Jimmy takes a new job and Nacho gets in even deeper as Better Call Saul somehow keeps getting better and better

SPOILER ALERT!
Serial

Poor old Nacho. Nothing is guaranteed to screw you up like trying to do the right thing. While everyone around him is just out for themselves or some toxic notion of pride and loyalty, Nacho’s move against Hector was solely to protect his father and to find some way out of a life that was tearing his family apart. But, like everyone in Breaking Bad and Better Call Saul, who has ever tried something audacious to protect the ones they love, Nacho is now in way deeper than ever and it’s looking bad.
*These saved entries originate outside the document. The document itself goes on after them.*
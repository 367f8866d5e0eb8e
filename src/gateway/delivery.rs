//! 可续传投递：回放 + 轮询
//!
//! 流程：
//! 1. 回放游标之后（无游标则全部）的历史事件，遇到终止事件立即结束
//! 2. 按固定间隔轮询新事件，游标随已投递事件前移
//! 3. 连续空轮询达到阈值（或刚投递过 `agent_end` 后的第一次空轮询）时检查生产者是否存活：
//!    仍在运行则重置计数；已退出则先补投最后一批事件，再补发存储中的 finish，没有就合成 `agent_stopped` 错误
//! 4. 超过总时长上限合成 `timeout` 错误；读取失败合成 `error` 错误
//!
//! 每个读者各自持有游标，互不影响；流总是以终止项结束（客户端断开除外）。

use std::collections::VecDeque;
use std::sync::Arc;

use futures_util::stream::{self, BoxStream, StreamExt};
use tokio::time::Instant;

use super::sse::{SseFrame, SYNTHETIC_ERROR_ID};
use crate::config::GatewaySection;
use crate::core::RunLease;
use crate::model::{Event, Timestamp};
use crate::store::{EventStore, Store, StoreError};

/// 投递流（`'static`，可直接交给 HTTP 层）
pub type DeliveryStream = BoxStream<'static, SseFrame>;

#[derive(Clone)]
pub struct DeliveryGateway {
    store: Arc<dyn Store>,
    lease: RunLease,
    settings: GatewaySection,
}

impl DeliveryGateway {
    pub fn new(store: Arc<dyn Store>, lease: RunLease, settings: GatewaySection) -> Self {
        Self { store, lease, settings }
    }

    /// 从游标之后（严格大于）开始投递；`None` 表示完整历史
    pub fn stream(&self, session_id: impl Into<String>, since: Option<Timestamp>) -> DeliveryStream {
        let tail = Tail {
            gateway: self.clone(),
            session_id: session_id.into(),
            cursor: since,
            phase: Phase::Replay,
            pending: VecDeque::new(),
            started: Instant::now(),
            polls: 0,
            idle_polls: 0,
            liveness_due: false,
        };
        tracing::info!(session_id = %tail.session_id, since = ?since, "delivery stream opened");

        stream::unfold(tail, |mut tail| async move {
            loop {
                if let Some(frame) = tail.pending.pop_front() {
                    return Some((frame, tail));
                }
                match tail.phase {
                    Phase::Done => return None,
                    Phase::Replay => tail.replay().await,
                    Phase::Poll => tail.poll().await,
                }
            }
        })
        .boxed()
    }
}

#[derive(Debug, Clone, Copy, PartialEq, Eq)]
enum Phase {
    Replay,
    Poll,
    Done,
}

/// 单个读者的投递状态
struct Tail {
    gateway: DeliveryGateway,
    session_id: String,
    cursor: Option<Timestamp>,
    phase: Phase,
    pending: VecDeque<SseFrame>,
    started: Instant,
    polls: u64,
    idle_polls: u32,
    /// 已投递 agent_end，下一次空轮询立即检查存活
    liveness_due: bool,
}

impl Tail {
    async fn fetch(&self, limit: usize) -> Result<Vec<Event>, StoreError> {
        let store = &self.gateway.store;
        match self.cursor {
            Some(after) => store.events_after(&self.session_id, after, limit).await,
            None => store.session_events(&self.session_id, limit).await,
        }
    }

    /// 入队事件并推进游标；遇到终止事件返回 true
    fn deliver(&mut self, events: Vec<Event>) -> bool {
        for event in events {
            self.cursor = Some(event.timestamp);
            self.pending.push_back(SseFrame::from_event(&event));
            if event.is_terminal() {
                tracing::info!(
                    session_id = %self.session_id,
                    event_type = %event.event_type,
                    "terminal event delivered"
                );
                return true;
            }
            if event.event_type.requires_liveness_check() {
                self.liveness_due = true;
            }
        }
        false
    }

    fn abort(&mut self, error: StoreError) {
        tracing::error!(session_id = %self.session_id, error = %error, "delivery fetch failed");
        self.pending
            .push_back(SseFrame::synthetic_error(&self.session_id, SYNTHETIC_ERROR_ID, error.to_string()));
        self.phase = Phase::Done;
    }

    async fn replay(&mut self) {
        match self.fetch(self.gateway.settings.replay_limit).await {
            Ok(events) => {
                tracing::debug!(session_id = %self.session_id, count = events.len(), "replaying history");
                self.phase = if self.deliver(events) { Phase::Done } else { Phase::Poll };
            }
            Err(e) => self.abort(e),
        }
    }

    async fn poll(&mut self) {
        let settings = self.gateway.settings.clone();
        if self.polls > 0 {
            tokio::time::sleep(settings.poll_interval()).await;
        }
        self.polls += 1;

        if self.started.elapsed() > settings.max_wait() {
            tracing::warn!(
                session_id = %self.session_id,
                polls = self.polls,
                "delivery ceiling reached"
            );
            self.pending
                .push_back(SseFrame::timeout(&self.session_id, settings.max_wait_secs));
            self.phase = Phase::Done;
            return;
        }

        let events = match self.fetch(settings.poll_limit).await {
            Ok(events) => events,
            Err(e) => return self.abort(e),
        };
        if !events.is_empty() {
            self.idle_polls = 0;
            if self.deliver(events) {
                self.phase = Phase::Done;
            }
            return;
        }

        self.idle_polls += 1;
        if self.idle_polls < settings.idle_polls_before_liveness_check && !self.liveness_due {
            return;
        }
        self.liveness_due = false;
        match self.gateway.lease.is_running(&self.session_id).await {
            Ok(true) => self.idle_polls = 0,
            Ok(false) => self.conclude_stopped().await,
            Err(e) => self.abort(e),
        }
    }

    /// 生产者已退出：先补投空轮询之后写入的事件，再补发迟到的 finish，否则合成 agent_stopped
    async fn conclude_stopped(&mut self) {
        self.phase = Phase::Done;
        match self.fetch(self.gateway.settings.poll_limit).await {
            Ok(events) => {
                if self.deliver(events) {
                    return;
                }
            }
            Err(e) => return self.abort(e),
        }
        let finish = match self.gateway.store.latest_finish_event(&self.session_id).await {
            Ok(finish) => finish,
            Err(e) => return self.abort(e),
        };
        // 早于游标的 finish 属于之前的运行
        let late = finish.filter(|ev| self.cursor.map_or(true, |c| ev.timestamp > c));
        match late {
            Some(ev) => {
                tracing::info!(session_id = %self.session_id, "late finish delivered");
                self.pending.push_back(SseFrame::from_event(&ev));
            }
            None => {
                tracing::warn!(session_id = %self.session_id, "producer stopped without finish");
                self.pending.push_back(SseFrame::agent_stopped(&self.session_id));
            }
        }
    }
}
Nacho, probably wondering what was so bad about Hector

Nacho has led the Salamanca twins to a rival gang’s hideout in an abandoned motel under the auspices of tracking down the people responsible for the ‘attack’ on him and Arturo. While Nacho is figuring out who to use for a nighttime hit, the Salamancas just wade right in like they always do, like a couple of bald T-1000s in sharkskin suits. Nacho reluctantly joins in, but only after sitting frozen between his desire to see the Salamancas wiped out and how it will look if he doesn’t offer some help. Obviously the twins survive, and a still-wounded Nacho has to report back to Fring. “Rest up,” he’s told, “There’s a lot of work for you to do.” Music to his ears, no doubt.
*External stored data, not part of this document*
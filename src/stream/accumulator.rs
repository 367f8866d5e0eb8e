//! 增量累加器：把同一消息 ID 的 Token 增量拼成一条完整助手消息

use std::collections::BTreeMap;

use serde_json::{json, Value};

use super::frame::{MessageDelta, Namespace, ToolCallChunk};
use crate::model::{ChatMessage, ToolCall};

#[derive(Debug, Default)]
struct PartialToolCall {
    id: Option<String>,
    name: Option<String>,
    args: String,
}

/// 正在拼装的消息
#[derive(Debug)]
pub struct Accumulator {
    id: String,
    node: String,
    namespace: Namespace,
    content: String,
    tool_calls: BTreeMap<usize, PartialToolCall>,
}

impl Accumulator {
    pub fn new(id: impl Into<String>, node: impl Into<String>, namespace: Namespace) -> Self {
        Self {
            id: id.into(),
            node: node.into(),
            namespace,
            content: String::new(),
            tool_calls: BTreeMap::new(),
        }
    }

    pub fn id(&self) -> &str {
        &self.id
    }

    pub fn node(&self) -> &str {
        &self.node
    }

    pub fn namespace(&self) -> &Namespace {
        &self.namespace
    }

    pub fn push(&mut self, delta: &MessageDelta) {
        self.content.push_str(&delta.content);
        for chunk in &delta.tool_call_chunks {
            self.push_tool_chunk(chunk);
        }
    }

    fn push_tool_chunk(&mut self, chunk: &ToolCallChunk) {
        let slot = self.tool_calls.entry(chunk.index).or_default();
        if slot.id.is_none() {
            slot.id = chunk.id.clone();
        }
        if slot.name.is_none() {
            slot.name = chunk.name.clone();
        }
        slot.args.push_str(&chunk.args);
    }

    /// 完成拼装：工具参数此时才按 JSON 解析
    pub fn finish(self) -> ChatMessage {
        let msg_id = self.id;
        let tool_calls = self
            .tool_calls
            .into_iter()
            .map(|(index, partial)| {
                ToolCall::new(
                    partial
                        .id
                        .unwrap_or_else(|| format!("{}_call_{}", msg_id, index)),
                    partial.name.unwrap_or_default(),
                    parse_args(&partial.args),
                )
            })
            .collect();
        ChatMessage::assistant_with_tools(self.content, tool_calls)
    }
}

/// 参数解析：空串为 `{}`；无法解析时为 `{"__raw": 原文}`
fn parse_args(raw: &str) -> Value {
    if raw.trim().is_empty() {
        return json!({});
    }
    match serde_json::from_str::<Value>(raw) {
        Ok(v) => v,
        Err(e) => {
            tracing::warn!(error = %e, "unparseable streamed tool arguments");
            json!({ "__raw": raw })
        }
    }
}
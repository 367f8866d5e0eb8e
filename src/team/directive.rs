//! 路由决策（Directive）解析
//!
//! 角色回合内可通过 `workflow_decision` 工具调用给出决策；没有时识别文本块
//! `[WORKFLOW_DECISION]{...}[/WORKFLOW_DECISION]`；两者都没有则用默认动作。
//! 同一回合出现多个决策时，最后一个有效的生效。

use std::sync::OnceLock;

use regex::Regex;
use schemars::{schema_for, JsonSchema};
use serde::{Deserialize, Serialize};
use serde_json::{json, Value};
use thiserror::Error;

use crate::model::ChatMessage;

/// 决策工具名
pub const DECISION_TOOL_NAME: &str = "workflow_decision";

/// 角色给出的路由决策
#[derive(Debug, Clone, PartialEq, Eq, Serialize, Deserialize, JsonSchema)]
pub struct Directive {
    /// 下一步动作，如 continue、end、back_to_architect、back_to_engineer
    pub next_action: String,
    /// 做出该决策的理由
    #[serde(default)]
    pub reason: Option<String>,
    /// 交给下一个角色的指令；为空时下一个角色使用其默认指令
    #[serde(default)]
    pub instruction_for_next: Option<String>,
}

impl Directive {
    pub fn new(next_action: impl Into<String>) -> Self {
        Self {
            next_action: next_action.into(),
            reason: None,
            instruction_for_next: None,
        }
    }

    pub fn with_instruction(mut self, instruction: impl Into<String>) -> Self {
        self.instruction_for_next = Some(instruction.into());
        self
    }

    pub fn with_reason(mut self, reason: impl Into<String>) -> Self {
        self.reason = Some(reason.into());
        self
    }

    /// 空动作视为无效；空白指令归一为 None
    fn normalized(mut self) -> Result<Self, DirectiveError> {
        if self.next_action.trim().is_empty() {
            return Err(DirectiveError::MissingAction);
        }
        self.next_action = self.next_action.trim().to_string();
        if self
            .instruction_for_next
            .as_deref()
            .is_some_and(|s| s.trim().is_empty())
        {
            self.instruction_for_next = None;
        }
        Ok(self)
    }
}

#[derive(Error, Debug)]
enum DirectiveError {
    #[error("no decision found")]
    NotFound,

    #[error("decision has no next_action")]
    MissingAction,

    #[error("malformed decision: {0}")]
    Malformed(String),
}

fn decision_block_regex() -> Option<&'static Regex> {
    static RE: OnceLock<Option<Regex>> = OnceLock::new();
    RE.get_or_init(|| Regex::new(r"(?s)\[WORKFLOW_DECISION\](.*?)\[/WORKFLOW_DECISION\]").ok())
        .as_ref()
}

/// 从一个角色回合产生的消息中解析决策；找不到有效决策时返回 `default_action`
pub fn parse_directive(messages: &[ChatMessage], default_action: &str) -> Directive {
    from_tool_calls(messages)
        .or_else(|_| from_text_blocks(messages))
        .unwrap_or_else(|e| {
            tracing::debug!(reason = %e, default_action, "no workflow decision, using default");
            Directive::new(default_action)
        })
}

fn from_tool_calls(messages: &[ChatMessage]) -> Result<Directive, DirectiveError> {
    let candidates = messages
        .iter()
        .rev()
        .flat_map(|m| m.kind.tool_calls().iter().rev())
        .filter(|c| c.name == DECISION_TOOL_NAME);
    for call in candidates {
        match decode(call.args.clone()) {
            Ok(d) => return Ok(d),
            Err(e) => tracing::warn!(tool_call_id = %call.id, error = %e, "skipping malformed workflow_decision call"),
        }
    }
    Err(DirectiveError::NotFound)
}

fn from_text_blocks(messages: &[ChatMessage]) -> Result<Directive, DirectiveError> {
    let Some(re) = decision_block_regex() else {
        return Err(DirectiveError::NotFound);
    };
    for msg in messages.iter().rev() {
        let text = msg.text();
        if text.is_empty() {
            continue;
        }
        let blocks: Vec<&str> = re
            .captures_iter(&text)
            .filter_map(|c| c.get(1).map(|m| m.as_str()))
            .collect();
        for body in blocks.into_iter().rev() {
            let parsed = serde_json::from_str::<Value>(body.trim())
                .map_err(|e| DirectiveError::Malformed(e.to_string()))
                .and_then(decode);
            match parsed {
                Ok(d) => return Ok(d),
                Err(e) => tracing::warn!(error = %e, "skipping malformed decision block"),
            }
        }
    }
    Err(DirectiveError::NotFound)
}

fn decode(args: Value) -> Result<Directive, DirectiveError> {
    if !args.is_object() {
        return Err(DirectiveError::Malformed("arguments are not an object".into()));
    }
    let directive: Directive =
        serde_json::from_value(args).map_err(|e| DirectiveError::Malformed(e.to_string()))?;
    directive.normalized()
}

/// 决策参数的 JSON Schema
pub fn workflow_decision_schema() -> Value {
    let schema = schema_for!(Directive);
    serde_json::to_value(&schema).unwrap_or(Value::Null)
}

/// 供执行器向模型声明的决策工具（name / description / parameters）
pub fn workflow_decision_tool() -> Value {
    json!({
        "name": DECISION_TOOL_NAME,
        "description": "Decide which team role acts next once your own work is done.",
        "parameters": workflow_decision_schema(),
    })
}

#[cfg(test)]
mod tests {
    use super::*;
    use crate::model::ToolCall;

    fn decision_call(id: &str, args: Value) -> ChatMessage {
        ChatMessage::assistant_with_tools("", vec![ToolCall::new(id, DECISION_TOOL_NAME, args)])
    }

    #[test]
    fn test_tool_call_wins_over_text_block() {
        let msgs = vec![
            ChatMessage::assistant(
                r#"[WORKFLOW_DECISION]{"next_action":"end"}[/WORKFLOW_DECISION]"#,
            ),
            decision_call(
                "c1",
                json!({"next_action": "back_to_architect", "instruction_for_next": "API path mismatch"}),
            ),
        ];
        let d = parse_directive(&msgs, "continue");
        assert_eq!(d.next_action, "back_to_architect");
        assert_eq!(d.instruction_for_next.as_deref(), Some("API path mismatch"));
    }

    #[test]
    fn test_last_tool_decision_wins() {
        let msgs = vec![
            decision_call("c1", json!({"next_action": "continue"})),
            ChatMessage::tool("c1", "ok"),
            decision_call("c2", json!({"next_action": "back_to_engineer"})),
        ];
        assert_eq!(parse_directive(&msgs, "continue").next_action, "back_to_engineer");
    }

    #[test]
    fn test_malformed_call_is_skipped() {
        let msgs = vec![
            decision_call("c1", json!({"next_action": "end"})),
            decision_call("c2", json!({"reason": "forgot the action"})),
            decision_call("c3", json!("not an object")),
        ];
        assert_eq!(parse_directive(&msgs, "continue").next_action, "end");
    }

    #[test]
    fn test_text_block_fallback_multiline() {
        let text = "done.\n[WORKFLOW_DECISION]\n{\n  \"next_action\": \"back_to_pm\",\n  \"reason\": \"gaps\",\n  \"instruction_for_next\": \"  \"\n}\n[/WORKFLOW_DECISION]";
        let d = parse_directive(&[ChatMessage::assistant(text)], "continue");
        assert_eq!(d.next_action, "back_to_pm");
        assert_eq!(d.reason.as_deref(), Some("gaps"));
        assert_eq!(d.instruction_for_next, None);
    }

    #[test]
    fn test_bad_text_block_falls_back_to_default() {
        let msgs = vec![ChatMessage::assistant("[WORKFLOW_DECISION]{oops[/WORKFLOW_DECISION]")];
        let d = parse_directive(&msgs, "continue");
        assert_eq!(d, Directive::new("continue"));
    }

    #[test]
    fn test_empty_messages_default() {
        assert_eq!(parse_directive(&[], "end"), Directive::new("end"));
    }

    #[test]
    fn test_schema_lists_fields() {
        let schema = workflow_decision_schema();
        let props = &schema["properties"];
        assert!(props.get("next_action").is_some());
        assert!(props.get("instruction_for_next").is_some());
        assert_eq!(schema["required"], json!(["next_action"]));
        assert_eq!(workflow_decision_tool()["name"], DECISION_TOOL_NAME);
    }
}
Nacho and one of the Salamancas (can anyone tell them apart?) survey their handywork

Vince Gilligan uses another of his favourite tricks to open this episode, a brief enigmatic glimpse of Mike at a stunned support group meeting. “You wanted me to talk,” he says to the shocked faces staring in his direction, “I talked.” This turns out to be a flash-forward to Mike and his inability to turn off his cop’s bulls*** detector, even at a meeting for people struggling with grief. Mike has seen through one member’s stories about his dead wife and can’t help but pull the man apart in front of everyone. Obviously, there’s something pretty dark about making up a dead wife to talk about with people who are dealing with actual, crushing loss, but it’s brutal the way Mike obliterates both the man (the ever-wonderful Mark Evan Jackson of The Good Place) and his story and unsurprising that few in the group are grateful to Mike for it. Still, it was Stacey’s devastating account of her guilt at going hours without thinking about her dead husband that provoked Mike into exposing the liar, demonstrating yet again that acting from a good place (no pun intended) rarely works out well. But it’s hard to tell with Mike, it could have been the liar trying to equate Stacey’s pain to his own or it could just have been that he’s fed up of listening to sob stories.
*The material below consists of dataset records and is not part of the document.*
//! SSE 投递帧
//!
//! 数据 = 事件负载 + `event_type` / `session_id` / `timestamp`，以及可选的 `trace_id` / `message_id`；
//! 文本格式：`event: <category>\nid: <id>\ndata: <json>\n\n`。

use serde_json::{json, Map, Value};

use crate::model::{Event, EventCategory, EventType, Timestamp};

/// 合成错误的 ID（不对应任何持久化事件）
pub const SYNTHETIC_TIMEOUT_ID: &str = "timeout";
pub const SYNTHETIC_AGENT_STOPPED_ID: &str = "agent_stopped";
pub const SYNTHETIC_ERROR_ID: &str = "error";

/// 投递给客户端的一项
#[derive(Debug, Clone, PartialEq)]
pub struct SseFrame {
    pub category: EventCategory,
    pub id: String,
    pub data: Value,
}

impl SseFrame {
    pub fn from_event(event: &Event) -> Self {
        let mut data = Map::new();
        data.insert("event_type".into(), json!(event.event_type.as_str()));
        data.insert("session_id".into(), json!(event.session_id));
        data.insert("timestamp".into(), json!(event.timestamp));
        match &event.data {
            Value::Object(payload) => {
                for (k, v) in payload {
                    data.insert(k.clone(), v.clone());
                }
            }
            Value::Null => {}
            other => {
                data.insert("payload".into(), other.clone());
            }
        }
        if let Some(trace_id) = &event.trace_id {
            data.insert("trace_id".into(), json!(trace_id));
        }
        if let Some(message_id) = &event.message_id {
            data.insert("message_id".into(), json!(message_id));
        }
        Self {
            category: event.event_type.category(),
            id: event.id.clone(),
            data: Value::Object(data),
        }
    }

    /// 网关自己生成的错误项（超时、生产者消失、读取失败）
    pub fn synthetic_error(session_id: &str, id: &str, error: impl Into<String>) -> Self {
        Self {
            category: EventCategory::Error,
            id: id.to_string(),
            data: json!({
                "event_type": EventType::AgentError.as_str(),
                "session_id": session_id,
                "timestamp": Timestamp::now(),
                "error": error.into(),
            }),
        }
    }

    pub fn timeout(session_id: &str, max_wait_secs: u64) -> Self {
        Self::synthetic_error(
            session_id,
            SYNTHETIC_TIMEOUT_ID,
            format!("Task timeout after {} seconds", max_wait_secs),
        )
    }

    pub fn agent_stopped(session_id: &str) -> Self {
        Self::synthetic_error(
            session_id,
            SYNTHETIC_AGENT_STOPPED_ID,
            "Agent stopped without finish event",
        )
    }

    pub fn event_type(&self) -> Option<&str> {
        self.data.get("event_type").and_then(Value::as_str)
    }

    pub fn to_sse_string(&self) -> String {
        format!("event: {}\nid: {}\ndata: {}\n\n", self.category, self.id, self.data)
    }
}

#[cfg(test)]
mod tests {
    use super::*;

    #[test]
    fn test_event_payload_is_merged() {
        let ev = Event::new("s1", EventType::LlmStream, json!({"delta": "hi", "content_type": "text"}))
            .with_message_id("m1")
            .with_trace(Some("tr".into()));
        let frame = SseFrame::from_event(&ev);
        assert_eq!(frame.category, EventCategory::Delta);
        assert_eq!(frame.id, ev.id);
        assert_eq!(frame.data["delta"], "hi");
        assert_eq!(frame.data["event_type"], "llm_stream");
        assert_eq!(frame.data["session_id"], "s1");
        assert_eq!(frame.data["message_id"], "m1");
        assert_eq!(frame.data["trace_id"], "tr");
        assert_eq!(frame.data["timestamp"].as_f64(), Some(ev.timestamp.as_secs_f64()));
    }

    #[test]
    fn test_optional_ids_omitted() {
        let ev = Event::new("s1", EventType::Finish, json!({"status": "success"}));
        let frame = SseFrame::from_event(&ev);
        assert!(frame.data.get("trace_id").is_none());
        assert!(frame.data.get("message_id").is_none());
        assert_eq!(frame.category.as_str(), "finish");
    }

    #[test]
    fn test_sse_text_framing() {
        let frame = SseFrame::agent_stopped("s1");
        let text = frame.to_sse_string();
        assert!(text.starts_with("event: error\nid: agent_stopped\ndata: {"));
        assert!(text.ends_with("}\n\n"));
        assert_eq!(frame.event_type(), Some("agent_error"));
    }
}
Mike’s “sharing” goes down well

Grief haunts Jimmy’s part of the story this week, too. A concerned Kim, who interprets Jimmy’s cheery demeanour for a suppression of his grief for Chuck, has found him a therapist to help him work through it all. Jimmy, who has just turned down a job at a mobile phone store, quickly changes his mind in order to avoid having to see the shrink and winds up in an empty store, bouncing a ball against the window like Steve McQueen in The Great Escape. Once again, he’s a prisoner in the ordinary world, a confinement that is guaranteed to make Jimmy tunnel out to freedom, a freedom that will almost certainly involve some degree of criminality.